(338y) Novel Synthetic Approach to Degradable Bottlebrush Polymers with Tailored Side-Chains

Bottlebrush polymers have a variety of potentially useful properties including a high entanglement molecular weight, low Young’s modulus, and rapid kinetics for self-assembly. However, the translation of these materials to real-world applications remains limited due to challenging synthetic pathways that rely on expensive reagents and complex, multi-step polymerizations. Additionally, most bottlebrushes are non-degradable. Herein, we present an inexpensive, versatile, and simple approach to synthesize degradable bottlebrush polymers under mild reaction conditions. Our approach relies on a-lipoic acid (LA), an inexpensive, naturally occurring, and biocompatible small molecule. We first tethered an initiator for atom transfer radical polymerization (ATRP) to LA and used this to synthesize polymer side-chains with various chemistries at room temperature and low catalyst loading. In contrast to prior studies where LA self-polymerizes above its melting temperature (approximately 60 °C), the LA-functionalized ATRP-initiator was stable at these temperatures. Next, under ultraviolet light (365 nm) without any catalyst and at ambient temperature, the LA-functionalized polymer side-chains undergo a “grafting-through” ring-opening polymerization (ROP) to produce bottlebrush polymers.
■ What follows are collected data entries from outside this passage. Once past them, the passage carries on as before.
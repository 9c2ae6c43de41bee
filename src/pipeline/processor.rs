//! Bill processor: turns raw messages into records.
//!
//! Flow per message:
//! 1. Decode the body → empty text skips the message
//! 2. Extract the last dollar amount → none skips the message
//! 3. Classify the sender and build the record → failure skips the message
//!
//! A skipped message never stops the batch. Processing is synchronous and
//! does no I/O; each message depends only on its own content and the
//! read-only category map.

use std::sync::Arc;

use tracing::{debug, info, warn};

use crate::config::CategoryMap;
use crate::error::ProcessError;
use crate::pipeline::amount::extract_amount;
use crate::pipeline::classify::classify;
use crate::pipeline::decode::{DecodePolicy, decode_body};
use crate::pipeline::record::build_record;
use crate::pipeline::types::{BatchOutcome, Disposition, RawMessage, Record, SkippedMessage};

/// Bill processor. Stateless apart from its read-only configuration.
#[derive(Debug, Clone)]
pub struct BillProcessor {
    categories: Arc<CategoryMap>,
    policy: DecodePolicy,
}

impl BillProcessor {
    /// Create a new bill processor.
    pub fn new(categories: Arc<CategoryMap>, policy: DecodePolicy) -> Self {
        Self { categories, policy }
    }

    pub fn categories(&self) -> &CategoryMap {
        &self.categories
    }

    /// Process a single message.
    pub fn process(&self, message: &RawMessage) -> Result<Record, ProcessError> {
        let text = decode_body(&message.parts, self.policy);
        if text.is_empty() {
            return Err(ProcessError::NoText);
        }

        let amount = extract_amount(&text)?;
        let category = classify(&self.categories, message.header("From"), &text);

        Ok(build_record(&category, &amount, message.internal_date_ms)?)
    }

    /// Process a batch of messages in input order.
    ///
    /// Processes each message independently. Failures on individual messages
    /// are logged but don't fail the entire batch.
    pub fn process_batch(&self, messages: &[RawMessage]) -> BatchOutcome {
        let mut outcome = BatchOutcome::default();

        for message in messages {
            match self.process(message) {
                Ok(record) => {
                    debug!(
                        id = %message.id,
                        category = %record.category,
                        disposition = Disposition::Recorded.label(),
                        "Message recorded"
                    );
                    outcome.records.push(record);
                    outcome.processed_ids.push(message.id.clone());
                }
                Err(e) => {
                    let disposition = e.disposition();
                    match &e {
                        ProcessError::NoText => {
                            debug!(id = %message.id, "Skipping message without text");
                        }
                        _ => {
                            warn!(
                                id = %message.id,
                                disposition = disposition.label(),
                                error = %e,
                                "Skipping message"
                            );
                        }
                    }
                    outcome.skipped.push(SkippedMessage {
                        id: message.id.clone(),
                        disposition,
                        reason: e.to_string(),
                    });
                }
            }
        }

        info!(
            recorded = outcome.count(Disposition::Recorded),
            no_text = outcome.count(Disposition::SkippedNoText),
            no_amount = outcome.count(Disposition::SkippedNoAmount),
            build_error = outcome.count(Disposition::SkippedBuildError),
            total = outcome.total(),
            "created {} record(s)",
            outcome.records.len()
        );
        outcome
    }
}

#[cfg(test)]
mod tests {
    use base64::Engine;
    use base64::engine::general_purpose::URL_SAFE;
    use rust_decimal_macros::dec;

    use super::*;
    use crate::error::{BuildError, ExtractError};
    use crate::pipeline::types::{Header, MessagePart};

    fn processor() -> BillProcessor {
        let categories: CategoryMap = [
            ("billing@utility.com", "electric"),
            ("invoices@water.gov", "water"),
        ]
        .into_iter()
        .map(|(a, c)| (a.to_string(), c.to_string()))
        .collect();
        BillProcessor::new(Arc::new(categories), DecodePolicy::PlainOnly)
    }

    fn message(id: &str, from: &str, body: &str, ts: i64) -> RawMessage {
        RawMessage {
            id: id.into(),
            parts: vec![MessagePart::leaf("text/plain", URL_SAFE.encode(body))],
            headers: vec![Header::new("From", from)],
            internal_date_ms: ts,
        }
    }

    #[test]
    fn records_a_bill() {
        let msg = message(
            "m1",
            "billing@utility.com",
            "Total due: $52.13 Thank you",
            1_700_000_000_000,
        );
        let record = processor().process(&msg).unwrap();
        assert_eq!(record.category, "electric");
        assert_eq!(record.amount, dec!(52.13));
        assert_eq!(record.timestamp.timestamp_millis(), 1_700_000_000_000);
    }

    #[test]
    fn empty_body_is_skipped_no_text() {
        let mut msg = message("m1", "billing@utility.com", "", 0);
        msg.parts = vec![MessagePart::leaf("text/plain", "")];
        let err = processor().process(&msg).unwrap_err();
        assert!(matches!(err, ProcessError::NoText));
        assert_eq!(err.disposition(), Disposition::SkippedNoText);
    }

    #[test]
    fn html_only_message_is_skipped_in_plain_mode() {
        let mut msg = message("m1", "billing@utility.com", "", 0);
        msg.parts = vec![MessagePart::leaf("text/html", URL_SAFE.encode("<p>$5.00</p>"))];
        let err = processor().process(&msg).unwrap_err();
        assert_eq!(err.disposition(), Disposition::SkippedNoText);

        let relaxed = BillProcessor::new(
            Arc::new(processor().categories().clone()),
            DecodePolicy::AllowHtml,
        );
        assert_eq!(relaxed.process(&msg).unwrap().amount, dec!(5.00));
    }

    #[test]
    fn text_without_amount_is_skipped_no_amount() {
        let msg = message("m1", "billing@utility.com", "Your statement is ready", 0);
        let err = processor().process(&msg).unwrap_err();
        assert!(matches!(err, ProcessError::Extract(ExtractError::NoAmountFound)));
        assert_eq!(err.disposition(), Disposition::SkippedNoAmount);
        assert!(err.to_string().contains("dollar amounts"));
    }

    #[test]
    fn bad_timestamp_is_skipped_build_error() {
        let msg = message("m1", "billing@utility.com", "$1.00", i64::MIN);
        let err = processor().process(&msg).unwrap_err();
        assert!(matches!(
            err,
            ProcessError::Build(BuildError::InvalidTimestamp(i64::MIN))
        ));
        assert_eq!(err.disposition(), Disposition::SkippedBuildError);
    }

    #[test]
    fn non_ascii_digit_token_does_not_displace_amount() {
        let msg = message(
            "m1",
            "billing@utility.com",
            "Total due: $52.13\nRef $\u{0663}\u{0664}",
            0,
        );
        assert_eq!(processor().process(&msg).unwrap().amount, dec!(52.13));
    }

    #[test]
    fn uncategorized_bill_is_still_recorded() {
        let msg = message("m1", "someone@else.com", "Pay $3.50", 0);
        let record = processor().process(&msg).unwrap();
        assert_eq!(record.category, "");
        assert_eq!(record.amount, dec!(3.50));
    }

    #[test]
    fn batch_continues_past_failures() {
        let messages = vec![
            message("a", "billing@utility.com", "Total $10.00", 1_000),
            message("b", "billing@utility.com", "nothing to see", 2_000),
            message("c", "invoices@water.gov", "Due $1,200.50 ... final $45.00", 3_000),
        ];
        let outcome = processor().process_batch(&messages);

        assert_eq!(outcome.processed_ids, vec!["a", "c"]);
        assert_eq!(outcome.records.len(), 2);
        assert_eq!(outcome.records[1].category, "water");
        assert_eq!(outcome.records[1].amount, dec!(45.00));
        assert_eq!(outcome.skipped.len(), 1);
        assert_eq!(outcome.skipped[0].id, "b");
        assert_eq!(outcome.skipped[0].disposition, Disposition::SkippedNoAmount);
        assert_eq!(outcome.total(), 3);
        assert_eq!(outcome.count(Disposition::Recorded), 2);
        assert_eq!(outcome.count(Disposition::SkippedNoAmount), 1);
        assert_eq!(outcome.count(Disposition::SkippedNoText), 0);
    }

    #[test]
    fn empty_batch() {
        let outcome = processor().process_batch(&[]);
        assert!(outcome.records.is_empty());
        assert!(outcome.processed_ids.is_empty());
        assert!(outcome.skipped.is_empty());
    }
}
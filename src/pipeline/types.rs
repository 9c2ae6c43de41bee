//! Shared types for the bill extraction pipeline.

use async_trait::async_trait;
use chrono::{DateTime, Utc};
use rust_decimal::Decimal;
use serde::{Deserialize, Serialize};

use crate::error::SourceError;

// ── Raw message ─────────────────────────────────────────────────────

/// A fetched mail message, before any decoding.
///
/// The mail source converts its native format into this struct. It is never
/// mutated after fetch.
#[derive(Debug, Clone, Serialize, Deserialize)]
pub struct RawMessage {
    /// Provider-assigned message id.
    pub id: String,
    /// Immediate body parts of the message.
    pub parts: Vec<MessagePart>,
    /// Top-level headers in provider order.
    pub headers: Vec<Header>,
    /// Provider receive time in epoch milliseconds.
    pub internal_date_ms: i64,
}

impl RawMessage {
    /// First header named `name`, compared case-insensitively.
    pub fn header(&self, name: &str) -> Option<&str> {
        self.headers
            .iter()
            .find(|h| h.name.eq_ignore_ascii_case(name))
            .map(|h| h.value.as_str())
    }
}

/// One node of a message body tree.
#[derive(Debug, Clone, Serialize, Deserialize)]
pub struct MessagePart {
    /// Media type, e.g. `text/plain` or `multipart/alternative`.
    pub mime_type: String,
    pub body: PartBody,
}

impl MessagePart {
    /// Leaf part carrying url-safe base64 content.
    pub fn leaf(mime_type: impl Into<String>, data: impl Into<String>) -> Self {
        Self {
            mime_type: mime_type.into(),
            body: PartBody::Data(data.into()),
        }
    }

    /// Container part holding child parts.
    pub fn container(mime_type: impl Into<String>, parts: Vec<MessagePart>) -> Self {
        Self {
            mime_type: mime_type.into(),
            body: PartBody::Parts(parts),
        }
    }

    /// Whether the media type matches `mime`, ignoring case and parameters.
    pub fn is(&self, mime: &str) -> bool {
        self.mime_type
            .split(';')
            .next()
            .is_some_and(|t| t.trim().eq_ignore_ascii_case(mime))
    }
}

/// Content of a body node: encoded data or nested parts.
#[derive(Debug, Clone, Serialize, Deserialize)]
#[serde(rename_all = "snake_case")]
pub enum PartBody {
    /// Url-safe base64 encoded content.
    Data(String),
    Parts(Vec<MessagePart>),
}

/// A single header key/value pair.
#[derive(Debug, Clone, Serialize, Deserialize)]
pub struct Header {
    pub name: String,
    pub value: String,
}

impl Header {
    pub fn new(name: impl Into<String>, value: impl Into<String>) -> Self {
        Self {
            name: name.into(),
            value: value.into(),
        }
    }
}

// ── Record ──────────────────────────────────────────────────────────

/// A bill amount ready for the time-series store.
#[derive(Debug, Clone, PartialEq, Serialize, Deserialize)]
pub struct Record {
    /// Bill category; empty when the sender is not configured.
    pub category: String,
    /// Non-negative amount with at most two fractional digits.
    pub amount: Decimal,
    /// Taken from the message's internal date, never the processing time.
    pub timestamp: DateTime<Utc>,
}

// ── Outcome ─────────────────────────────────────────────────────────

/// Terminal state of one message in a batch.
#[derive(Debug, Clone, Copy, PartialEq, Eq, Serialize, Deserialize)]
#[serde(rename_all = "snake_case")]
pub enum Disposition {
    Recorded,
    SkippedNoText,
    SkippedNoAmount,
    SkippedBuildError,
}

impl Disposition {
    /// Short label for logging.
    pub fn label(&self) -> &'static str {
        match self {
            Self::Recorded => "recorded",
            Self::SkippedNoText => "skipped_no_text",
            Self::SkippedNoAmount => "skipped_no_amount",
            Self::SkippedBuildError => "skipped_build_error",
        }
    }
}

/// A message that did not yield a record.
#[derive(Debug, Clone)]
pub struct SkippedMessage {
    pub id: String,
    pub disposition: Disposition,
    pub reason: String,
}

/// Result of running a batch through the pipeline.
///
/// `processed_ids[i]` is the id of the message that produced `records[i]`.
#[derive(Debug, Clone, Default)]
pub struct BatchOutcome {
    pub records: Vec<Record>,
    pub processed_ids: Vec<String>,
    pub skipped: Vec<SkippedMessage>,
}

impl BatchOutcome {
    /// Number of messages that reached a terminal state.
    pub fn total(&self) -> usize {
        self.records.len() + self.skipped.len()
    }

    /// Number of messages that ended in `disposition`.
    pub fn count(&self, disposition: Disposition) -> usize {
        if disposition == Disposition::Recorded {
            return self.records.len();
        }
        self.skipped
            .iter()
            .filter(|s| s.disposition == disposition)
            .count()
    }
}

// ── Message source trait ────────────────────────────────────────────

/// Opaque ids of the mailbox labels a run works with.
#[derive(Debug, Clone, PartialEq, Eq)]
pub struct LabelIds {
    /// The bills label; messages must carry it to be fetched.
    pub bills: String,
    /// The unread label; fetched messages carry it, acknowledgment removes it.
    pub unread: String,
}

/// Trait for mail sources. Pure I/O, no extraction logic.
///
/// Fetch and acknowledgment live here; decoding, extraction and
/// classification live in `BillProcessor`.
#[async_trait]
pub trait MessageSource: Send + Sync {
    /// Source name (e.g. "gmail").
    fn name(&self) -> &str;

    /// Resolve the bills and unread label names to opaque ids.
    async fn resolve_labels(&self) -> Result<LabelIds, SourceError>;

    /// Fetch every message carrying both labels.
    ///
    /// Messages that fail to fetch individually are logged and left out.
    async fn fetch_messages(&self, labels: &LabelIds) -> Result<Vec<RawMessage>, SourceError>;

    /// Remove `label` from every message in `ids`.
    ///
    /// An empty `ids` is an error, never a silent no-op.
    async fn mark_read(&self, ids: &[String], label: &str) -> Result<(), SourceError>;
}
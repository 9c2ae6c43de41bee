//! Bill parser: turns unread bill emails into time-series records.

pub mod channels;
pub mod config;
pub mod error;
pub mod pipeline;
pub mod store;
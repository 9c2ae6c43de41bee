//! Persistence layer: time-series storage for bill records.

pub mod influx;
pub mod traits;

pub use influx::{InfluxConfig, InfluxWriter};
pub use traits::RecordSink;
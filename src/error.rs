//! Error types for bill-parser.

use crate::pipeline::types::Disposition;

/// Top-level error type for a parser run.
#[derive(Debug, thiserror::Error)]
pub enum Error {
    #[error("Configuration error: {0}")]
    Config(#[from] ConfigError),

    #[error("Authentication error: {0}")]
    Auth(#[from] AuthError),

    #[error("Message source error: {0}")]
    Source(#[from] SourceError),
}

/// Configuration-related errors.
#[derive(Debug, thiserror::Error)]
pub enum ConfigError {
    #[error("Missing required environment variable: {0}")]
    MissingEnvVar(String),

    #[error("Missing required configuration: {key}. {hint}")]
    MissingRequired { key: String, hint: String },

    #[error("Failed to parse configuration: {0}")]
    ParseError(String),

    #[error("IO error: {0}")]
    Io(#[from] std::io::Error),
}

/// OAuth token errors.
#[derive(Debug, thiserror::Error)]
pub enum AuthError {
    #[error("Token file {path} not readable: {reason}")]
    TokenFile { path: String, reason: String },

    #[error("Client secret file {path} not readable: {reason}")]
    CredentialsFile { path: String, reason: String },

    #[error("Token refresh failed: {0}")]
    Refresh(String),

    #[error("Access token expired and no refresh is possible: {0}")]
    Expired(String),

    #[error("Authorization failed: {0}")]
    Consent(String),
}

/// Transport decoding failure for a single body part.
#[derive(Debug, thiserror::Error)]
pub enum DecodeError {
    #[error("invalid url-safe base64: {0}")]
    Base64(#[from] base64::DecodeError),

    #[error("body is not valid UTF-8: {0}")]
    Utf8(#[from] std::string::FromUtf8Error),
}

/// Amount extraction failure.
#[derive(Debug, thiserror::Error)]
pub enum ExtractError {
    #[error("failed to find dollar amounts in email text")]
    NoAmountFound,
}

/// Record construction failure.
#[derive(Debug, thiserror::Error)]
pub enum BuildError {
    #[error("invalid amount {amount:?}: {reason}")]
    InvalidAmount { amount: String, reason: String },

    #[error("internal date {0} ms is out of range")]
    InvalidTimestamp(i64),
}

/// Why a single message did not become a record.
#[derive(Debug, thiserror::Error)]
pub enum ProcessError {
    #[error("no decodable text part")]
    NoText,

    #[error(transparent)]
    Extract(#[from] ExtractError),

    #[error("failed to create record; {0}")]
    Build(#[from] BuildError),
}

impl ProcessError {
    /// Terminal state of the skipped message.
    pub fn disposition(&self) -> Disposition {
        match self {
            Self::NoText => Disposition::SkippedNoText,
            Self::Extract(_) => Disposition::SkippedNoAmount,
            Self::Build(_) => Disposition::SkippedBuildError,
        }
    }
}

/// Mail provider errors (fetch, list, acknowledge).
#[derive(Debug, thiserror::Error)]
pub enum SourceError {
    #[error("HTTP error: {0}")]
    Http(#[from] reqwest::Error),

    #[error("{operation} returned {status}: {body}")]
    Api {
        operation: String,
        status: u16,
        body: String,
    },

    #[error("Label {0:?} not found in mailbox")]
    LabelNotFound(String),

    #[error("Malformed message {id}: {reason}")]
    Decode { id: String, reason: String },

    #[error("Refusing to acknowledge an empty message id list")]
    EmptyAcknowledgment,

    #[error("Authentication error: {0}")]
    Auth(#[from] AuthError),
}

/// Time-series store errors, counted per record by the writer.
#[derive(Debug, thiserror::Error)]
pub enum StoreError {
    #[error("HTTP error: {0}")]
    Http(#[from] reqwest::Error),

    #[error("write returned {status}: {body}")]
    Api { status: u16, body: String },

    #[error("record has an empty category and cannot be written as a measurement")]
    EmptyMeasurement,
}

/// Result type alias for parser runs.
pub type Result<T> = std::result::Result<T, Error>;
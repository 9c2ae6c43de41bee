//! One parser cycle: fetch, extract, persist and acknowledge.
//!
//! 1. `MessageSource::resolve_labels()` + `fetch_messages()`: mailbox I/O
//! 2. `BillProcessor::process_batch()`: pure extraction
//! 3. `RecordSink::write_records()`: persistence, returns an error count
//! 4. `MessageSource::mark_read()`: only when every record was written
//!
//! Nothing is retried. A failed write leaves every message unread so the
//! next run sees it again.

use tracing::{info, warn};

use crate::error::Result;
use crate::pipeline::processor::BillProcessor;
use crate::pipeline::types::MessageSource;
use crate::store::traits::RecordSink;

/// What one run did.
#[derive(Debug, Clone, Default, PartialEq, Eq)]
pub struct RunSummary {
    pub fetched: usize,
    pub recorded: usize,
    pub skipped: usize,
    pub write_errors: usize,
    /// Number of messages whose unread label was removed.
    pub acknowledged: usize,
}

/// Run a single cycle against the given collaborators.
///
/// Collaborator failures (labels, listing, acknowledgment) are returned to
/// the caller. Per-message problems only show up in the summary and logs.
pub async fn run_once(
    source: &dyn MessageSource,
    sink: &dyn RecordSink,
    processor: &BillProcessor,
) -> Result<RunSummary> {
    let labels = source.resolve_labels().await?;
    let messages = source.fetch_messages(&labels).await?;

    let mut summary = RunSummary {
        fetched: messages.len(),
        ..RunSummary::default()
    };
    if messages.is_empty() {
        info!(source = source.name(), "No unread bills");
        return Ok(summary);
    }

    let outcome = processor.process_batch(&messages);
    summary.recorded = outcome.records.len();
    summary.skipped = outcome.skipped.len();

    if outcome.records.is_empty() {
        info!("No records to write; leaving messages unread");
        return Ok(summary);
    }

    summary.write_errors = sink.write_records(&outcome.records).await;
    if summary.write_errors > 0 {
        warn!(
            errors = summary.write_errors,
            records = summary.recorded,
            "Not marking messages as read; some records failed to write"
        );
        return Ok(summary);
    }

    source
        .mark_read(&outcome.processed_ids, &labels.unread)
        .await?;
    summary.acknowledged = outcome.processed_ids.len();
    info!("marked {} messages as read", summary.acknowledged);

    Ok(summary)
}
We found that the backbone degree-of-polymerization (N_b) was sensitive to the solvent polarity but could also be tuned by the side-chain length (N_sc) and the concentration of polymer in solution. Additionally, the resulting bottlebrush polymers could be depolymerized to macromonomers, which could be recycled to produce new bottlebrush polymers. This work enables the inexpensive and large-scale preparation of degradable bottlebrush polymers with a variety of side-chain chemistries and will allow us and others to greatly advance the development of bottlebrush polymers for applications, including self-healing elastomers, drug delivery, and plastic recycling.